// src/specs/pdf.rs
//! Squad-list PDF: one table per team, every table with the same header row.
//!
//! The actual cell extraction is a black box behind [`TableExtractor`]. Two
//! back-ends ship with the crate:
//! - [`LopdfExtractor`] reads the PDF text layer page by page and splits lines
//!   into cells on tabs or runs of two or more spaces.
//! - [`CsvDirExtractor`] reads a directory of pre-extracted tables, one CSV
//!   file per table, header row first.
//!
//! [`load_tables`] is the loader contract on top: at least one table, and
//! identical headers everywhere.

use std::{fs, path::Path, sync::LazyLock};

use lopdf::Document;
use regex::Regex;

use crate::core::net::{self, Locator};
use crate::core::sanitize::{header_key, normalize_ws};
use crate::error::{PipelineError, Result};
use crate::model::RawTable;

pub trait TableExtractor {
    /// One raw table per logical page/group, in document order.
    fn extract(&self, loc: &Locator) -> Result<Vec<RawTable>>;
}

/// Fetch, extract, and check the shape contract.
pub fn load_tables(extractor: &dyn TableExtractor, loc: &Locator) -> Result<Vec<RawTable>> {
    let tables = extractor.extract(loc)?;
    let first = tables
        .first()
        .ok_or_else(|| PipelineError::source_format(format!("no tables extracted from {loc}")))?;

    let expected: Vec<String> = first.headers.iter().map(|h| header_key(h)).collect();
    for (i, t) in tables.iter().enumerate().skip(1) {
        let got: Vec<String> = t.headers.iter().map(|h| header_key(h)).collect();
        if got != expected {
            return Err(PipelineError::source_format(format!(
                "table {i} headers {:?} differ from table 0 headers {:?}",
                t.headers, first.headers
            )));
        }
    }

    log::info!("PDF: {} tables from {loc}", tables.len());
    Ok(tables)
}

/// Picks a back-end from the locator: directories are CSV tables, anything
/// else is a PDF.
pub struct DefaultExtractor;

impl TableExtractor for DefaultExtractor {
    fn extract(&self, loc: &Locator) -> Result<Vec<RawTable>> {
        if loc.is_dir() {
            CsvDirExtractor.extract(loc)
        } else {
            LopdfExtractor.extract(loc)
        }
    }
}

/* ---------------- PDF text layer ---------------- */

pub struct LopdfExtractor;

impl TableExtractor for LopdfExtractor {
    fn extract(&self, loc: &Locator) -> Result<Vec<RawTable>> {
        let bytes = net::fetch_bytes(loc)?;
        let doc = Document::load_mem(&bytes)?;
        drop(bytes);

        let mut tables = Vec::new();
        for &page in doc.get_pages().keys() {
            let text = doc.extract_text(&[page])?;
            match table_from_text(&text) {
                Some(t) => tables.push(t),
                None => log::debug!("PDF: page {page} has no table, skipped"),
            }
        }
        Ok(tables)
    }
}

/// First line with more than one cell is the header; every later multi-cell
/// line is a row. Single-cell lines (titles, footers) are ignored.
pub fn table_from_text(text: &str) -> Option<RawTable> {
    let mut lines = text.lines().map(split_cells).filter(|c| c.len() > 1);
    let headers = lines.next()?;
    let rows: Vec<Vec<String>> = lines.collect();
    Some(RawTable::new(headers, rows))
}

static CELL_SEP_RE: LazyLock<Regex> =
    LazyLock::new(|| Regex::new(r"\t|\s{2,}").expect("valid cell separator regex"));

fn split_cells(line: &str) -> Vec<String> {
    CELL_SEP_RE
        .split(line)
        .map(normalize_ws)
        .filter(|c| !c.is_empty())
        .collect()
}

/* ---------------- Pre-extracted CSV tables ---------------- */

pub struct CsvDirExtractor;

impl TableExtractor for CsvDirExtractor {
    fn extract(&self, loc: &Locator) -> Result<Vec<RawTable>> {
        let dir = match loc {
            Locator::Path(p) if p.is_dir() => p,
            _ => return Err(PipelineError::source_format(format!("{loc} is not a directory"))),
        };

        let mut files: Vec<_> = fs::read_dir(dir)?
            .filter_map(|e| e.ok().map(|e| e.path()))
            .filter(|p| p.is_file() && p.extension().and_then(|s| s.to_str()) == Some("csv"))
            .collect();
        files.sort();

        files.iter().map(|p| read_csv_table(p)).collect()
    }
}

fn read_csv_table(path: &Path) -> Result<RawTable> {
    let mut rdr = csv::ReaderBuilder::new()
        .has_headers(true)
        .flexible(true)
        .from_path(path)?;
    let headers = rdr.headers()?.iter().map(normalize_ws).collect();
    let mut rows = Vec::new();
    for rec in rdr.records() {
        rows.push(rec?.iter().map(|c| s!(c.trim())).collect());
    }
    Ok(RawTable::new(headers, rows))
}

#[cfg(test)]
mod tests {
    use super::*;

    struct Fixed(Vec<RawTable>);
    impl TableExtractor for Fixed {
        fn extract(&self, _loc: &Locator) -> Result<Vec<RawTable>> {
            Ok(self.0.clone())
        }
    }

    fn table(headers: &[&str]) -> RawTable {
        RawTable::new(headers.iter().map(|h| s!(*h)).collect(), vec![])
    }

    #[test]
    fn zero_tables_is_source_format() {
        let err = load_tables(&Fixed(vec![]), &Locator::parse("x.pdf")).unwrap_err();
        assert!(matches!(err, PipelineError::SourceFormat(_)));
    }

    #[test]
    fn mismatched_headers_are_source_format() {
        let ex = Fixed(vec![table(&["Team", "#"]), table(&["Team", "No"])]);
        let err = load_tables(&ex, &Locator::parse("x.pdf")).unwrap_err();
        assert!(err.to_string().contains("table 1 headers"));
    }

    #[test]
    fn headers_compare_whitespace_and_case_insensitively() {
        let ex = Fixed(vec![table(&["Birth Date", "#"]), table(&["birth  date ", "#"])]);
        assert_eq!(load_tables(&ex, &Locator::parse("x.pdf")).unwrap().len(), 2);
    }

    #[test]
    fn table_from_text_splits_on_wide_gaps() {
        let text = "Argentina\n\
                    Team  #  Pos.  FIFA Popular Name\n\
                    Argentina  1  GK  Nahuel GUZMAN\n\
                    Page 1\n\
                    Argentina\t2\tDF\tGabriel MERCADO\n";
        let t = table_from_text(text).unwrap();
        assert_eq!(t.headers, vec!["Team", "#", "Pos.", "FIFA Popular Name"]);
        assert_eq!(t.rows.len(), 2);
        assert_eq!(t.rows[1], vec!["Argentina", "2", "DF", "Gabriel MERCADO"]);
    }

    #[test]
    fn csv_dir_reads_one_table_per_file_in_name_order() {
        let mut dir = std::env::temp_dir();
        dir.push("squad_scrape_csv_dir");
        let _ = fs::remove_dir_all(&dir);
        fs::create_dir_all(&dir).unwrap();
        fs::write(dir.join("b.csv"), "Team,#\nBrazil,1\n").unwrap();
        fs::write(dir.join("a.csv"), "Team,#\nArgentina,1\nArgentina,2\n").unwrap();
        fs::write(dir.join("notes.txt"), "ignored").unwrap();

        let tables = CsvDirExtractor.extract(&Locator::Path(dir)).unwrap();
        assert_eq!(tables.len(), 2);
        assert_eq!(tables[0].rows.len(), 2);
        assert_eq!(tables[1].rows[0], vec!["Brazil", "1"]);
    }
}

What the task requires:
Filter the entries down to the lines holding the string "Popular". Copy each of those lines.

Final answer:
                    Team  #  Pos.  FIFA Popular Name\n\
        assert_eq!(t.headers, vec!["Team", "#", "Pos.", "FIFA Popular Name"]);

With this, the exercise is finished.